→ EXERCISE REQUIREMENTS:
Give back exactly the lines that run from the beginning of the entries to the line containing "moving, and a", both included, and nothing else.

→ MATERIAL PROVIDED:
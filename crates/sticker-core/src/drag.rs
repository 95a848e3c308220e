//! Pointer-driven reordering of task
//! entries.
//!
//! The engine only sees three kinds of
//! input: a press on an entry's handle, a
//! pointer position while moving, and a
//! release. Whoever delivers pointer
//! events measures the entries and hands
//! their vertical extents in as
//! `EntryBox`es.

use tracing::{
  debug,
  trace
};

use crate::tasks::{
  EntryId,
  TaskList
};

/// Pointer travel, in pixels, before an
/// armed press turns into a drag.
pub const DRAG_THRESHOLD_PX: f64 = 5.0;

#[derive(
  Debug, Clone, Copy, PartialEq,
)]
pub struct EntryBox {
  pub id:     EntryId,
  pub top:    f64,
  pub height: f64
}

impl EntryBox {
  pub fn new(
    id: EntryId,
    top: f64,
    height: f64
  ) -> Self {
    Self {
      id,
      top,
      height
    }
  }

  pub fn midpoint(&self) -> f64 {
    self.top + self.height / 2.0
  }
}

#[derive(
  Debug,
  Clone,
  Copy,
  PartialEq,
  Eq,
  Default,
)]
pub enum DragState {
  #[default]
  Idle,
  Armed,
  Dragging
}

#[derive(
  Debug, Clone, Copy, PartialEq,
)]
enum DragPhase {
  Idle,
  Armed { entry: EntryId, origin_y: f64 },
  Dragging { entry: EntryId }
}

#[derive(
  Debug, Clone, Copy, PartialEq, Eq,
)]
pub enum DragStart {
  Started,
  Rejected
}

#[derive(
  Debug, Clone, Copy, PartialEq, Eq,
)]
pub enum Placement {
  Before(EntryId),
  End
}

#[derive(Debug, Clone)]
pub struct DragEngine {
  phase: DragPhase
}

impl Default for DragEngine {
  fn default() -> Self {
    Self {
      phase: DragPhase::Idle
    }
  }
}

impl DragEngine {
  pub fn state_of(
    &self,
    entry: EntryId
  ) -> DragState {
    match self.phase {
      | DragPhase::Armed {
        entry: armed,
        ..
      } if armed == entry => {
        DragState::Armed
      }
      | DragPhase::Dragging {
        entry: dragged
      } if dragged == entry => {
        DragState::Dragging
      }
      | _ => DragState::Idle
    }
  }

  pub fn dragging(
    &self
  ) -> Option<EntryId> {
    match self.phase {
      | DragPhase::Dragging { entry } => {
        Some(entry)
      }
      | _ => None
    }
  }

  pub fn is_dragging(&self) -> bool {
    self.dragging().is_some()
  }

  pub fn armed(
    &self
  ) -> Option<EntryId> {
    match self.phase {
      | DragPhase::Armed {
        entry,
        ..
      } => Some(entry),
      | _ => None
    }
  }

  /// IDLE → ARMED. Pressing a handle
  /// while something else is being
  /// dragged does nothing.
  pub fn press_handle(
    &mut self,
    entry: EntryId,
    y: f64
  ) -> bool {
    if self.is_dragging() {
      trace!(%entry, "handle press ignored during drag");
      return false;
    }
    self.phase = DragPhase::Armed {
      entry,
      origin_y: y
    };
    trace!(%entry, y, "armed entry");
    true
  }

  /// ARMED → IDLE when the pointer comes
  /// up before any drag started.
  pub fn release_handle(
    &mut self,
    entry: EntryId
  ) -> bool {
    self.disarm(entry)
  }

  /// ARMED → IDLE when the pointer leaves
  /// the handle before any drag started.
  pub fn leave_handle(
    &mut self,
    entry: EntryId
  ) -> bool {
    self.disarm(entry)
  }

  fn disarm(
    &mut self,
    entry: EntryId
  ) -> bool {
    match self.phase {
      | DragPhase::Armed {
        entry: armed,
        ..
      } if armed == entry => {
        self.phase = DragPhase::Idle;
        trace!(%entry, "disarmed entry");
        true
      }
      | _ => false
    }
  }

  /// Whether an armed press has moved far
  /// enough to count as a drag.
  pub fn should_begin(
    &self,
    y: f64
  ) -> bool {
    match self.phase {
      | DragPhase::Armed {
        origin_y,
        ..
      } => {
        (y - origin_y).abs()
          > DRAG_THRESHOLD_PX
      }
      | _ => false
    }
  }

  /// ARMED → DRAGGING. Only the armed
  /// entry may start a drag; anything
  /// else is rejected and the current
  /// phase is left as it was.
  pub fn begin_drag(
    &mut self,
    entry: EntryId
  ) -> DragStart {
    match self.phase {
      | DragPhase::Armed {
        entry: armed,
        ..
      } if armed == entry => {
        self.phase =
          DragPhase::Dragging { entry };
        debug!(%entry, "drag started");
        DragStart::Started
      }
      | _ => {
        debug!(%entry, phase = ?self.phase, "drag rejected");
        DragStart::Rejected
      }
    }
  }

  /// Relocates the dragged entry for a
  /// pointer at `y`. `boxes` are the
  /// measured entries in their current
  /// order; the dragged one is skipped.
  pub fn drag_over(
    &mut self,
    list: &mut TaskList,
    y: f64,
    boxes: &[EntryBox]
  ) -> Option<Placement> {
    let dragged = self.dragging()?;
    let placement =
      match drop_target(y, boxes, dragged)
      {
        | Some(sibling) => {
          Placement::Before(sibling)
        }
        | None => Placement::End
      };

    let before = match placement {
      | Placement::Before(sibling) => {
        Some(sibling)
      }
      | Placement::End => None
    };
    list.move_before(dragged, before);
    trace!(%dragged, y, ?placement, "drag over");
    Some(placement)
  }

  /// DRAGGING → IDLE, whether the drop
  /// landed or was cancelled. The order
  /// reached so far stands.
  pub fn finish(
    &mut self
  ) -> Option<EntryId> {
    let entry = self.dragging();
    self.phase = DragPhase::Idle;
    if let Some(entry) = entry {
      debug!(%entry, "drag finished");
    }
    entry
  }
}

/// The sibling the dragged entry should be
/// placed in front of: among entries whose
/// midpoint lies below `y`, the closest
/// one. `None` means the pointer is below
/// every other entry.
pub fn drop_target(
  y: f64,
  boxes: &[EntryBox],
  dragged: EntryId
) -> Option<EntryId> {
  boxes
    .iter()
    .filter(|entry| entry.id != dragged)
    .fold(
      (f64::NEG_INFINITY, None),
      |(closest, found), entry| {
        let offset = y - entry.midpoint();
        if offset < 0.0 && offset > closest
        {
          (offset, Some(entry.id))
        } else {
          (closest, found)
        }
      }
    )
    .1
}

#[cfg(test)]
mod tests {
  use super::*;

  fn three_entries()
  -> (TaskList, Vec<EntryId>, Vec<EntryBox>)
  {
    let list = TaskList::from_tasks(&[
      "P1".to_string(),
      "P2".to_string(),
      "P3".to_string()
    ]);
    let ids: Vec<EntryId> = list
      .entries()
      .iter()
      .map(|entry| entry.id)
      .collect();
    let boxes = ids
      .iter()
      .enumerate()
      .map(|(idx, id)| {
        EntryBox::new(
          *id,
          idx as f64 * 40.0,
          40.0
        )
      })
      .collect();
    (list, ids, boxes)
  }

  #[test]
  fn drag_between_second_and_third() {
    let (mut list, ids, boxes) =
      three_entries();
    let mut engine = DragEngine::default();

    assert!(engine.press_handle(ids[0], 20.0));
    assert_eq!(
      engine.begin_drag(ids[0]),
      DragStart::Started
    );
    // midpoints are 20, 60, 100
    let placement = engine.drag_over(
      &mut list, 80.0, &boxes,
    );
    assert_eq!(
      placement,
      Some(Placement::Before(ids[2]))
    );
    assert_eq!(engine.finish(), Some(ids[0]));
    assert_eq!(
      list.reconcile(),
      vec!["P2", "P1", "P3"]
    );
  }

  #[test]
  fn pointer_below_everything_moves_to_end()
  {
    let (mut list, ids, boxes) =
      three_entries();
    let mut engine = DragEngine::default();
    engine.press_handle(ids[0], 0.0);
    engine.begin_drag(ids[0]);
    assert_eq!(
      engine.drag_over(
        &mut list, 500.0, &boxes
      ),
      Some(Placement::End)
    );
    assert_eq!(
      list.reconcile(),
      vec!["P2", "P3", "P1"]
    );
  }

  #[test]
  fn nearest_midpoint_below_wins() {
    let (_, ids, boxes) = three_entries();
    assert_eq!(
      drop_target(10.0, &boxes, ids[2]),
      Some(ids[0])
    );
    assert_eq!(
      drop_target(21.0, &boxes, ids[2]),
      Some(ids[1])
    );
    // exactly on a midpoint is not "above" it
    assert_eq!(
      drop_target(60.0, &boxes, ids[0]),
      Some(ids[2])
    );
  }

  #[test]
  fn begin_without_arm_is_rejected() {
    let (mut list, ids, boxes) =
      three_entries();
    let mut engine = DragEngine::default();
    assert_eq!(
      engine.begin_drag(ids[1]),
      DragStart::Rejected
    );
    assert_eq!(
      engine.drag_over(
        &mut list, 0.0, &boxes
      ),
      None
    );
    assert_eq!(
      list.reconcile(),
      vec!["P1", "P2", "P3"]
    );
  }

  #[test]
  fn release_or_leave_disarms() {
    let (_, ids, _) = three_entries();
    let mut engine = DragEngine::default();

    engine.press_handle(ids[0], 0.0);
    assert_eq!(
      engine.state_of(ids[0]),
      DragState::Armed
    );
    assert!(engine.release_handle(ids[0]));
    assert_eq!(
      engine.begin_drag(ids[0]),
      DragStart::Rejected
    );

    engine.press_handle(ids[0], 0.0);
    assert!(!engine.leave_handle(ids[1]));
    assert!(engine.leave_handle(ids[0]));
    assert_eq!(
      engine.state_of(ids[0]),
      DragState::Idle
    );
  }

  #[test]
  fn other_handles_are_inert_while_dragging()
  {
    let (_, ids, _) = three_entries();
    let mut engine = DragEngine::default();
    engine.press_handle(ids[0], 0.0);
    engine.begin_drag(ids[0]);

    assert!(!engine.press_handle(ids[1], 0.0));
    assert!(!engine.release_handle(ids[1]));
    assert_eq!(
      engine.begin_drag(ids[1]),
      DragStart::Rejected
    );
    assert_eq!(
      engine.dragging(),
      Some(ids[0])
    );
    assert_eq!(
      engine.state_of(ids[1]),
      DragState::Idle
    );
  }

  #[test]
  fn threshold_gates_drag_start() {
    let (_, ids, _) = three_entries();
    let mut engine = DragEngine::default();
    assert!(!engine.should_begin(100.0));
    engine.press_handle(ids[0], 10.0);
    assert!(!engine.should_begin(14.0));
    assert!(engine.should_begin(16.0));
    assert!(engine.should_begin(4.0));
  }
}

→ RESPONSE:
filename crates/sticker-core/src/drag.rs
repository 95a848e3c308220e
//! Pointer-driven reordering of task
//! entries.
//!
//! The engine only sees three kinds of
//! input: a press on an entry's handle, a
//! pointer position while moving, and a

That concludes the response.